[Collected data]
━━━━━━━━

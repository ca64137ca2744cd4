//! Negamax engine with iterative deepening.

use std::sync::Arc;

use tracing::debug;

use ronin_core::cache::{Cache, Flag};
use ronin_core::clock::SearchClock;
use ronin_core::engine::{Engine, EngineOptions, Report, ReportConsumer, Reporter};
use ronin_core::error::SearchError;
use ronin_core::game::{Game, DRAW_SCORE, NULL_MOVE};
use ronin_core::leaves::{EmptyLeaves, Leaves};
use ronin_core::TranspositionTable;

/// Depth of the first deepening iteration, in plies.
pub const MIN_DEPTH: u32 = 2;

/// How many root moves are inspected for the hash move.
const HASH_MOVE_WINDOW: usize = 6;

/// Alpha-beta engine with iterative deepening.
///
/// The search deepens two plies per iteration, reordering the root
/// moves from the transposition cache and probing the endgame oracle
/// before descending. Scores returned by the recursion are from the
/// point of view of the player that just received the move, so the
/// root minimizes over its children. The engine stores its final
/// result in the cache and answers ponder requests from it.
pub struct Negamax<G: Game> {
    /// Common engine settings
    pub(crate) opts: EngineOptions,

    /// Shared countdown clock
    pub(crate) clock: Arc<SearchClock>,

    /// Report fan-out
    pub(crate) reporter: Reporter,

    /// Transposition cache
    pub(crate) cache: Box<dyn Cache<G> + Send>,

    /// Endgame oracle
    pub(crate) leaves: Box<dyn Leaves<G> + Send>,

    /// Maximum and minimum scores of the current game
    pub(crate) max_score: i32,
    pub(crate) min_score: i32,

    /// Score of the last computation, from the opponent's view
    pub(crate) best_score: i32,

    /// Depth of the last completed iteration
    pub(crate) score_depth: u32,

    /// Nodes visited by the current computation
    pub(crate) nodes: u64,
}

impl<G: Game> Negamax<G> {
    /// Creates an engine with a default-sized cache and no endgames.
    pub fn new() -> Self {
        let opts = EngineOptions::default();
        let max_score = opts.infinity;

        Self {
            opts,
            clock: Arc::new(SearchClock::new()),
            reporter: Reporter::new(),
            cache: Box::new(TranspositionTable::default()),
            leaves: Box::new(EmptyLeaves),
            max_score,
            min_score: -max_score,
            best_score: DRAW_SCORE,
            score_depth: 0,
            nodes: 0,
        }
    }

    /// Replaces the transposition cache.
    pub fn set_cache(&mut self, cache: Box<dyn Cache<G> + Send>) {
        self.cache = cache;
    }

    /// Replaces the endgame oracle.
    pub fn set_leaves(&mut self, leaves: Box<dyn Leaves<G> + Send>) {
        self.leaves = leaves;
    }

    /// Depth of the last completed iteration.
    pub fn score_depth(&self) -> u32 {
        self.score_depth
    }

    /// Moves the hash move of the current position, when it sits among
    /// the first root moves, to the front. The shifted prefix keeps
    /// the heuristic ordering of the remainder intact.
    pub(crate) fn promote_hash_move(&mut self, game: &G, root_moves: &mut [i32]) {
        let entry = match self.cache.find(game) {
            Some(entry) if entry.best_move != NULL_MOVE => entry,
            _ => return,
        };

        let window = root_moves.len().min(HASH_MOVE_WINDOW);

        for index in 0..window {
            if root_moves[index] == entry.best_move {
                root_moves.copy_within(0..index, 1);
                root_moves[0] = entry.best_move;
                self.best_score = entry.score;
                break;
            }
        }
    }

    /// Recursive alpha-beta search.
    ///
    /// Returns the score of the position from the point of view of the
    /// player to move. Results computed after an abort are garbage and
    /// must be discarded by the caller.
    pub(crate) fn search(&mut self, game: &mut G, mut alpha: i32, mut beta: i32, depth: u32) -> i32 {
        self.nodes += 1;

        if self.clock.aborted() && depth > MIN_DEPTH {
            return self.min_score;
        }

        if game.has_ended() {
            let outcome = game.outcome();
            let score = if outcome == DRAW_SCORE {
                self.opts.contempt
            } else {
                outcome
            };

            return game.turn() * score;
        }

        if depth == 0 {
            return game.turn() * game.score();
        }

        if let Some(leaf) = self.leaves.find(game) {
            let score = game.turn() * leaf.score;

            match leaf.flag {
                Flag::Exact => return score,
                Flag::Lower if score >= beta => return score,
                Flag::Upper if score <= alpha => return score,
                _ => (),
            }
        }

        let mut hash_move = NULL_MOVE;

        if let Some(entry) = self.cache.find(game) {
            hash_move = entry.best_move;

            if entry.depth >= depth {
                match entry.flag {
                    Flag::Exact => return entry.score,
                    Flag::Lower => alpha = alpha.max(entry.score),
                    Flag::Upper => beta = beta.min(entry.score),
                }

                if alpha >= beta {
                    return entry.score;
                }
            }
        }

        let first_alpha = alpha;
        let mut best_score = self.min_score;
        let mut best_move = NULL_MOVE;

        // The hash move is searched before the natural ordering
        if hash_move != NULL_MOVE && game.is_legal(hash_move) {
            game.make_move(hash_move);
            let score = -self.search(game, -beta, -alpha, depth - 1);
            game.unmake_move();

            best_score = score;
            best_move = hash_move;
            alpha = alpha.max(score);
        }

        if alpha < beta {
            loop {
                let mv = game.next_move();

                if mv == NULL_MOVE {
                    break;
                }

                if mv == hash_move {
                    continue;
                }

                game.make_move(mv);
                let score = -self.search(game, -beta, -alpha, depth - 1);
                game.unmake_move();

                if score > best_score {
                    best_score = score;
                    best_move = mv;
                    alpha = alpha.max(score);

                    if alpha >= beta {
                        break;
                    }
                }
            }
        }

        if !self.clock.aborted() {
            let flag = if best_score >= beta {
                Flag::Lower
            } else if best_score <= first_alpha {
                Flag::Upper
            } else {
                Flag::Exact
            };

            self.cache.store(game, best_score, best_move, depth, flag);
        }

        best_score
    }

    /// Principal variation recovered from the cache, best move first.
    pub(crate) fn principal_variation(&mut self, game: &mut G) -> Vec<i32> {
        let mut pv = Vec::new();

        loop {
            let entry = match self.cache.find(game) {
                Some(entry) => entry,
                None => break,
            };

            if entry.best_move == NULL_MOVE
                || pv.len() > self.score_depth as usize
                || !game.is_legal(entry.best_move)
            {
                break;
            }

            pv.push(entry.best_move);
            game.make_move(entry.best_move);
        }

        game.unmake_moves(pv.len());
        pv
    }

    /// Publishes a progress report for the given search results.
    pub(crate) fn invoke_consumers(&mut self, game: &mut G, best_move: i32) {
        let report = Report {
            best_move,
            score: -self.best_score,
            depth: self.score_depth,
            nodes: self.nodes,
            pv: self.principal_variation(game),
            flag: Flag::Exact,
        };

        self.reporter.publish(&report);
    }
}

impl<G: Game> Default for Negamax<G> {
    fn default() -> Self {
        Self::new()
    }
}

impl<G: Game> Engine<G> for Negamax<G> {
    fn set_contempt(&mut self, contempt: i32) {
        self.opts.contempt = contempt;
    }

    fn set_infinity(&mut self, infinity: i32) {
        self.opts.infinity = infinity;
        self.max_score = infinity;
        self.min_score = -infinity;
    }

    fn set_move_time(&mut self, millis: u64) {
        self.opts.move_time = millis;
    }

    fn set_depth(&mut self, depth: u32) {
        self.opts.max_depth = depth.min(ronin_core::engine::MAX_DEPTH);
    }

    fn new_match(&mut self) {
        self.clock.cancel_count_down();
        self.cache.clear();
        self.best_score = DRAW_SCORE;
        self.score_depth = 0;
        self.nodes = 0;
    }

    fn compute_best_move(&mut self, game: &mut G) -> Result<i32, SearchError> {
        // A finished game has no best move; remember its exact score
        // so that compute_best_score can still answer

        if game.has_ended() {
            self.best_score = -(game.outcome() * game.turn());
            return Ok(NULL_MOVE);
        }

        self.clock.schedule_count_down(self.opts.move_time);
        game.ensure_capacity(self.opts.max_depth as usize + game.length())?;
        self.cache.discharge();

        let mut root_moves = game.legal_moves();
        self.best_score = DRAW_SCORE;
        self.score_depth = 0;
        self.nodes = 0;

        self.promote_hash_move(game, &mut root_moves);

        // Iterative deepening: two extra plies per iteration until an
        // exact score is proven, the depth limit is reached or the
        // clock runs out after at least one completed iteration

        let mut depth = MIN_DEPTH;
        let mut last_score = self.max_score;
        let mut last_move = NULL_MOVE;
        let mut best_move = root_moves[0];

        while !self.clock.aborted() || depth == MIN_DEPTH {
            let mut beta = self.max_score;

            for &mv in &root_moves {
                game.make_move(mv);
                let score = self.search(game, self.min_score, beta, depth);
                game.unmake_move();

                if self.clock.aborted() && depth > MIN_DEPTH {
                    best_move = last_move;
                    self.best_score = last_score;
                    break;
                }

                if score < beta {
                    best_move = mv;
                    self.best_score = score;
                    beta = score;
                }
            }

            if !self.clock.aborted() || depth == MIN_DEPTH {
                self.score_depth = depth;
            }

            if self.best_score.abs() == self.max_score {
                break;
            }

            if self.clock.aborted() || depth >= self.opts.max_depth {
                break;
            }

            if depth > MIN_DEPTH
                && (best_move != last_move
                    || self.best_score != last_score
                    || depth == 2 + MIN_DEPTH)
            {
                self.invoke_consumers(game, best_move);
            }

            debug!(depth, score = -self.best_score, nodes = self.nodes, "iteration complete");

            last_move = best_move;
            last_score = self.best_score;
            depth += 2;
        }

        self.cache
            .store(game, self.best_score, best_move, self.score_depth, Flag::Exact);
        self.invoke_consumers(game, best_move);
        self.clock.cancel_count_down();

        Ok(best_move)
    }

    fn compute_best_score(&mut self, game: &mut G) -> Result<i32, SearchError> {
        self.compute_best_move(game)?;
        Ok(-self.best_score)
    }

    fn get_ponder_move(&mut self, game: &mut G) -> i32 {
        let entry = match self.cache.find(game) {
            Some(entry) if entry.best_move != NULL_MOVE => entry,
            _ => return NULL_MOVE,
        };

        if !game.is_legal(entry.best_move) {
            return NULL_MOVE;
        }

        game.make_move(entry.best_move);

        let ponder = match self.cache.find(game) {
            Some(reply) if reply.best_move != NULL_MOVE && game.is_legal(reply.best_move) => {
                reply.best_move
            }
            _ => NULL_MOVE,
        };

        game.unmake_move();
        ponder
    }

    fn clock(&self) -> Arc<SearchClock> {
        Arc::clone(&self.clock)
    }

    fn subscribe(&mut self, consumer: ReportConsumer) {
        self.reporter.subscribe(consumer);
    }
}
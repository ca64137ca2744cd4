//! Search tree nodes.
//!
//! Each node represents a game position reached by an edge move from
//! its parent. Scores are stored from the point of view of the player
//! to move at the node, so a parent reads a child's score negated.

/// Index into the node arena. Using a newtype for type safety.
#[derive(Debug, Clone, Copy, PartialEq, Eq, Hash)]
pub struct NodeId(pub u32);

impl NodeId {
    pub const NONE: NodeId = NodeId(u32::MAX);

    pub fn is_none(self) -> bool {
        self == Self::NONE
    }

    pub fn is_some(self) -> bool {
        !self.is_none()
    }
}

/// A node of the search tree.
#[derive(Debug, Clone)]
pub struct UctNode {
    /// Parent node (NONE for the root). A lookup relation only; the
    /// arena owns every node
    pub parent: NodeId,

    /// Head of the singly-linked child list
    pub child: NodeId,

    /// Next sibling on the parent's child list
    pub sibling: NodeId,

    /// Edge move that led here from the parent
    pub mv: i32,

    /// Hash of the position
    pub hash: u64,

    /// Player to move at this position
    pub turn: i32,

    /// Saved move generation cursor for progressive expansion
    pub cursor: i32,

    /// Cursor value the generator starts from at this position
    pub first_cursor: i32,

    /// Number of simulations through this node
    pub count: u64,

    /// Mean simulation score, from this node's mover viewpoint
    pub score: f64,

    /// Prior expansion bias, used by the predictor variant
    pub bias: f64,

    /// Whether the match ended at this position
    pub terminal: bool,

    /// Whether the move generator was exhausted
    pub expanded: bool,

    /// Whether the score was settled exactly
    pub proven: bool,
}

impl UctNode {
    /// Creates a node for a position.
    pub fn new(mv: i32, hash: u64, turn: i32, cursor: i32, terminal: bool) -> Self {
        Self {
            parent: NodeId::NONE,
            child: NodeId::NONE,
            sibling: NodeId::NONE,
            mv,
            hash,
            turn,
            cursor,
            first_cursor: cursor,
            count: 0,
            score: 0.0,
            bias: 0.0,
            terminal,
            expanded: false,
            proven: false,
        }
    }

    /// Sets the first evaluation of this node.
    pub fn init_score(&mut self, score: f64) {
        self.score = score;
        self.count = 1;
    }

    /// Folds a new sample into the running mean.
    pub fn update_score(&mut self, score: f64) {
        self.count += 1;
        self.score += (score - self.score) / self.count as f64;
    }

    /// Settles the score exactly; settled nodes are never updated by
    /// new visits and behave as terminal during the descent.
    pub fn settle_score(&mut self, score: f64) {
        self.proven = true;
        self.score = score;
    }

    /// Whether the value of this node is known exactly.
    pub fn settled(&self) -> bool {
        self.terminal || self.proven
    }
}
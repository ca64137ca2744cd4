//! Benchmark decorators.
//!
//! Pass-through adapters that count the operations an engine performs
//! on its game, cache and leaves. All wrappers share one accumulator
//! so a benchmark driver can snapshot every figure at once. The cost
//! on the hot path is one indirection plus a relaxed atomic add.

use std::sync::atomic::{AtomicU64, Ordering};
use std::sync::Arc;

use crate::cache::{Cache, CacheEntry, Flag};
use crate::error::GameError;
use crate::game::Game;
use crate::leaves::{LeafEntry, Leaves};

/// Shared operation counters.
#[derive(Debug, Default)]
pub struct BenchStats {
    /// Moves made on the game (visited states)
    pub visits: AtomicU64,

    /// Terminal evaluations (`outcome` calls)
    pub terminal: AtomicU64,

    /// Heuristic evaluations (`score` calls)
    pub heuristic: AtomicU64,

    /// Cache probes
    pub cache_probes: AtomicU64,

    /// Cache probes that hit
    pub cache_hits: AtomicU64,

    /// Leaves probes
    pub leaves_probes: AtomicU64,

    /// Leaves probes that hit
    pub leaves_hits: AtomicU64,
}

impl BenchStats {
    pub fn new() -> Arc<Self> {
        Arc::new(Self::default())
    }

    /// Resets every counter to zero.
    pub fn clear(&self) {
        self.visits.store(0, Ordering::Relaxed);
        self.terminal.store(0, Ordering::Relaxed);
        self.heuristic.store(0, Ordering::Relaxed);
        self.cache_probes.store(0, Ordering::Relaxed);
        self.cache_hits.store(0, Ordering::Relaxed);
        self.leaves_probes.store(0, Ordering::Relaxed);
        self.leaves_hits.store(0, Ordering::Relaxed);
    }
}

#[inline]
fn bump(counter: &AtomicU64) {
    counter.fetch_add(1, Ordering::Relaxed);
}

/// A decorated game that counts visits and evaluations.
#[derive(Debug)]
pub struct BenchGame<G> {
    inner: G,
    stats: Arc<BenchStats>,
}

impl<G: Game> BenchGame<G> {
    pub fn new(inner: G, stats: Arc<BenchStats>) -> Self {
        Self { inner, stats }
    }

    /// Decorated game instance.
    pub fn inner(&self) -> &G {
        &self.inner
    }

    pub fn into_inner(self) -> G {
        self.inner
    }
}

impl<G: Game> Game for BenchGame<G> {
    type Board = G::Board;

    fn length(&self) -> usize {
        self.inner.length()
    }

    fn moves(&self) -> Vec<i32> {
        self.inner.moves()
    }

    fn turn(&self) -> i32 {
        self.inner.turn()
    }

    fn hash(&self) -> u64 {
        self.inner.hash()
    }

    fn has_ended(&self) -> bool {
        self.inner.has_ended()
    }

    fn winner(&self) -> i32 {
        self.inner.winner()
    }

    fn score(&self) -> i32 {
        bump(&self.stats.heuristic);
        self.inner.score()
    }

    fn outcome(&self) -> i32 {
        bump(&self.stats.terminal);
        self.inner.outcome()
    }

    fn contempt(&self) -> i32 {
        self.inner.contempt()
    }

    fn infinity(&self) -> i32 {
        self.inner.infinity()
    }

    fn is_legal(&self, mv: i32) -> bool {
        self.inner.is_legal(mv)
    }

    fn make_move(&mut self, mv: i32) {
        bump(&self.stats.visits);
        self.inner.make_move(mv);
    }

    fn unmake_move(&mut self) {
        self.inner.unmake_move();
    }

    fn next_move(&mut self) -> i32 {
        self.inner.next_move()
    }

    fn legal_moves(&self) -> Vec<i32> {
        self.inner.legal_moves()
    }

    fn get_cursor(&self) -> i32 {
        self.inner.get_cursor()
    }

    fn set_cursor(&mut self, cursor: i32) {
        self.inner.set_cursor(cursor)
    }

    fn ensure_capacity(&mut self, min_capacity: usize) -> Result<(), GameError> {
        self.inner.ensure_capacity(min_capacity)
    }

    fn set_board(&mut self, board: &Self::Board) -> Result<(), GameError> {
        self.inner.set_board(board)
    }

    fn start_board(&self) -> Self::Board {
        self.inner.start_board()
    }

    fn to_board(&self) -> Self::Board {
        self.inner.to_board()
    }

    fn end_match(&mut self) {
        self.inner.end_match()
    }

    fn to_centi_pawns(&self, score: i32) -> i32 {
        self.inner.to_centi_pawns(score)
    }
}

/// A decorated cache that counts probes and hits.
#[derive(Debug)]
pub struct BenchCache<C> {
    inner: C,
    stats: Arc<BenchStats>,
}

impl<C> BenchCache<C> {
    pub fn new(inner: C, stats: Arc<BenchStats>) -> Self {
        Self { inner, stats }
    }

    /// Decorated cache instance.
    pub fn inner(&self) -> &C {
        &self.inner
    }
}

impl<G: Game, C: Cache<G>> Cache<G> for BenchCache<C> {
    fn find(&mut self, game: &G) -> Option<CacheEntry> {
        bump(&self.stats.cache_probes);
        let entry = self.inner.find(game);

        if entry.is_some() {
            bump(&self.stats.cache_hits);
        }

        entry
    }

    fn store(&mut self, game: &G, score: i32, best_move: i32, depth: u32, flag: Flag) {
        self.inner.store(game, score, best_move, depth, flag)
    }

    fn discharge(&mut self) {
        self.inner.discharge()
    }

    fn resize(&mut self, bytes: usize) {
        self.inner.resize(bytes)
    }

    fn clear(&mut self) {
        self.inner.clear()
    }

    fn size(&self) -> usize {
        self.inner.size()
    }
}

/// A decorated endgames oracle that counts probes and hits.
#[derive(Debug)]
pub struct BenchLeaves<L> {
    inner: L,
    stats: Arc<BenchStats>,
}

impl<L> BenchLeaves<L> {
    pub fn new(inner: L, stats: Arc<BenchStats>) -> Self {
        Self { inner, stats }
    }

    /// Decorated leaves instance.
    pub fn inner(&self) -> &L {
        &self.inner
    }
}

impl<G: Game, L: Leaves<G>> Leaves<G> for BenchLeaves<L> {
    fn find(&mut self, game: &G) -> Option<LeafEntry> {
        bump(&self.stats.leaves_probes);
        let entry = self.inner.find(game);

        if entry.is_some() {
            bump(&self.stats.leaves_hits);
        }

        entry
    }
}

#[cfg(test)]
mod tests {
    use super::*;
    use crate::cache::TranspositionTable;
    use crate::leaves::{EmptyLeaves, MemoryLeaves};

    use crate::test_utils::StubGame;

    #[test]
    fn cache_decorator_counts_probes_and_hits() {
        let stats = BenchStats::new();
        let mut cache = BenchCache::new(TranspositionTable::new(1 << 12), Arc::clone(&stats));
        let game = StubGame::new(7);

        assert!(cache.find(&game).is_none());
        cache.store(&game, 5, 0, 2, Flag::Exact);
        assert!(cache.find(&game).is_some());

        assert_eq!(stats.cache_probes.load(Ordering::Relaxed), 2);
        assert_eq!(stats.cache_hits.load(Ordering::Relaxed), 1);
    }

    #[test]
    fn leaves_decorator_counts_probes_and_hits() {
        let stats = BenchStats::new();
        let game = StubGame::new(9);

        let mut empty = BenchLeaves::new(EmptyLeaves, Arc::clone(&stats));
        assert!(empty.find(&game).is_none());

        let mut table = MemoryLeaves::new();
        table.insert(9, 100, Flag::Exact);
        let mut leaves = BenchLeaves::new(table, Arc::clone(&stats));
        assert!(leaves.find(&game).is_some());

        assert_eq!(stats.leaves_probes.load(Ordering::Relaxed), 2);
        assert_eq!(stats.leaves_hits.load(Ordering::Relaxed), 1);
    }

    #[test]
    fn game_decorator_counts_visits_and_evaluations() {
        let stats = BenchStats::new();
        let mut game = BenchGame::new(StubGame::new(1), Arc::clone(&stats));

        game.make_move(0);
        game.unmake_move();
        let _ = game.score();
        let _ = game.outcome();
        let _ = game.outcome();

        assert_eq!(stats.visits.load(Ordering::Relaxed), 1);
        assert_eq!(stats.heuristic.load(Ordering::Relaxed), 1);
        assert_eq!(stats.terminal.load(Ordering::Relaxed), 2);

        stats.clear();
        assert_eq!(stats.visits.load(Ordering::Relaxed), 0);
    }
}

━━━━━━━━

**THE TASK:** Reproduce verbatim the lines above, from the line with "impl<G: Game> Engine<G>" through the line with "fn set_depth(&mut self, depth: u32)".

**SOLUTION FOR THIS EXERCISE:**
impl<G: Game> Engine<G> for Negamax<G> {
    fn set_contempt(&mut self, contempt: i32) {
        self.opts.contempt = contempt;
    }

    fn set_infinity(&mut self, infinity: i32) {
        self.opts.infinity = infinity;
        self.max_score = infinity;
        self.min_score = -infinity;
    }

    fn set_move_time(&mut self, millis: u64) {
        self.opts.move_time = millis;
    }

    fn set_depth(&mut self, depth: u32) {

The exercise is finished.